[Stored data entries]

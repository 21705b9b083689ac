//! Error type shared by the library modules.

use thiserror::Error;

#[derive(Debug, Error)]
pub enum DatabusError {
    #[error("API request failed: {0}")]
    Api(String),
    #[error("connection failed: {0}")]
    Connection(String),
    #[error("{0}")]
    Processing(String),
    #[error("validation failed: {0}")]
    Validation(String),
    #[error("configuration error: {0}")]
    Configuration(String),
    #[error("invalid data format: {0}")]
    DataFormat(String),
    #[error("a rule named '{0}' is already registered")]
    DuplicateRule(String),
    #[error("io error: {0}")]
    Io(#[from] std::io::Error),
    #[error("csv error: {0}")]
    Csv(#[from] csv::Error),
    #[error("zip error: {0}")]
    Zip(#[from] zip::result::ZipError),
    #[error("json error: {0}")]
    Json(#[from] serde_json::Error),
}

pub type Result<T> = std::result::Result<T, DatabusError>;
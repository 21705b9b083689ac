use std::collections::{BTreeMap, HashSet};

use chrono::NaiveDate;
use serde::Serialize;

use crate::error::{DatabusError, Result};
use crate::feed::{FeedTables, TableName};

static ROUTE_TYPES: &[(&str, &str)] = &[
    ("0", "Tram, Streetcar, Light rail"),
    ("1", "Subway, Metro"),
    ("2", "Rail"),
    ("3", "Bus"),
    ("4", "Ferry"),
    ("5", "Cable tram"),
    ("6", "Aerial lift, suspended cable car"),
    ("7", "Funicular"),
    ("11", "Trolleybus"),
    ("12", "Monorail"),
];

/// Human readable name of a GTFS `route_type` code.
pub fn route_type_name(code: &str) -> String {
    ROUTE_TYPES
        .iter()
        .find(|(c, _)| *c == code.trim())
        .map_or_else(|| format!("Unknown ({code})"), |(_, name)| name.to_string())
}

#[derive(Debug, Clone, PartialEq, Eq, Serialize)]
pub struct ServicePeriod {
    pub start: String,
    pub end: String,
}

#[derive(Debug, Default, Clone, PartialEq, Eq, Serialize)]
pub struct FeedStats {
    // table sizes
    pub agencies: usize,
    pub routes: usize,
    pub stops: usize,
    pub trips: usize,
    pub stop_times: usize,
    pub shapes: usize,
    pub calendar: usize,
    pub calendar_dates: usize,

    /// Route count keyed by the raw `route_type` value.
    pub routes_by_type: BTreeMap<String, usize>,
    pub service_period: Option<ServicePeriod>,
}

impl FeedStats {
    pub fn from_feed(feed: &FeedTables) -> Self {
        let mut s = FeedStats {
            agencies: feed.count(TableName::Agency),
            routes: feed.count(TableName::Routes),
            stops: feed.count(TableName::Stops),
            trips: feed.count(TableName::Trips),
            stop_times: feed.count(TableName::StopTimes),
            shapes: feed.count(TableName::Shapes),
            calendar: feed.count(TableName::Calendar),
            calendar_dates: feed.count(TableName::CalendarDates),
            ..Default::default()
        };

        if let Some(routes) = feed.state(TableName::Routes).rows() {
            for route in routes.rows() {
                if let Some(route_type) = route.get("route_type") {
                    *s.routes_by_type.entry(route_type.to_string()).or_default() += 1;
                }
            }
        }

        if let Some(calendar) = feed.state(TableName::Calendar).rows() {
            let parse = |v: Option<&str>| v.and_then(|d| NaiveDate::parse_from_str(d, "%Y%m%d").ok());
            let start = calendar.rows().filter_map(|r| parse(r.get("start_date"))).min();
            let end = calendar.rows().filter_map(|r| parse(r.get("end_date"))).max();

            if let (Some(start), Some(end)) = (start, end) {
                s.service_period = Some(ServicePeriod {
                    start: start.format("%Y-%m-%d").to_string(),
                    end: end.format("%Y-%m-%d").to_string(),
                });
            }
        }

        s
    }
}

#[derive(Debug, Clone, PartialEq, Eq, Serialize)]
pub struct RouteStats {
    pub route_id: String,
    pub route_short_name: Option<String>,
    pub route_long_name: Option<String>,
    pub route_type: Option<String>,
    pub total_trips: usize,
    pub unique_stops: usize,
    pub directions: usize,
    pub total_stop_times: usize,
}

impl RouteStats {
    pub fn from_feed(feed: &FeedTables, route_id: &str) -> Result<Self> {
        let not_found = || DatabusError::Processing(format!("Route {route_id} not found"));

        let routes = feed.state(TableName::Routes).rows().ok_or_else(not_found)?;
        let route = routes
            .rows()
            .find(|r| r.get("route_id") == Some(route_id))
            .ok_or_else(not_found)?;

        let mut trip_ids = HashSet::new();
        let mut directions = HashSet::new();
        let mut has_direction = false;
        if let Some(trips) = feed.state(TableName::Trips).rows() {
            has_direction = trips.has_column("direction_id");
            for trip in trips.rows().filter(|t| t.get("route_id") == Some(route_id)) {
                if let Some(id) = trip.get("trip_id") {
                    trip_ids.insert(id);
                }
                if let Some(direction) = trip.get("direction_id") {
                    directions.insert(direction);
                }
            }
        }

        let mut stops = HashSet::new();
        let mut total_stop_times = 0;
        if let Some(stop_times) = feed.state(TableName::StopTimes).rows() {
            for st in stop_times
                .rows()
                .filter(|st| st.get("trip_id").is_some_and(|t| trip_ids.contains(t)))
            {
                total_stop_times += 1;
                if let Some(stop) = st.get("stop_id") {
                    stops.insert(stop);
                }
            }
        }

        Ok(RouteStats {
            route_id: route_id.to_string(),
            route_short_name: route.get("route_short_name").map(str::to_string),
            route_long_name: route.get("route_long_name").map(str::to_string),
            route_type: route.get("route_type").map(str::to_string),
            total_trips: trip_ids.len(),
            unique_stops: stops.len(),
            directions: if has_direction { directions.len() } else { 1 },
            total_stop_times,
        })
    }
}
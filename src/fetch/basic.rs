use std::time::Duration;

use super::client::HttpClient;
use async_trait::async_trait;

const CONNECT_TIMEOUT: Duration = Duration::from_secs(10);

pub struct BasicClient(reqwest::Client);

impl BasicClient {
    pub fn new() -> Self {
        Self(reqwest::Client::new())
    }

    /// Client whose requests give up after `timeout`.
    pub fn with_timeout(timeout: Duration) -> reqwest::Result<Self> {
        let client = reqwest::Client::builder()
            .timeout(timeout)
            .connect_timeout(CONNECT_TIMEOUT.min(timeout))
            .build()?;
        Ok(Self(client))
    }
}

impl Default for BasicClient {
    fn default() -> Self {
        Self::new()
    }
}

#[async_trait]
impl HttpClient for BasicClient {
    async fn execute(&self, req: reqwest::Request) -> reqwest::Result<reqwest::Response> {
        self.0.execute(req).await
    }
}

▶ **Action item**: Search term "struct": return each line of the data that contains it.

▶ **Written answer**:
pub struct ServicePeriod {
pub struct FeedStats {
pub struct RouteStats {
pub struct BasicClient(reqwest::Client);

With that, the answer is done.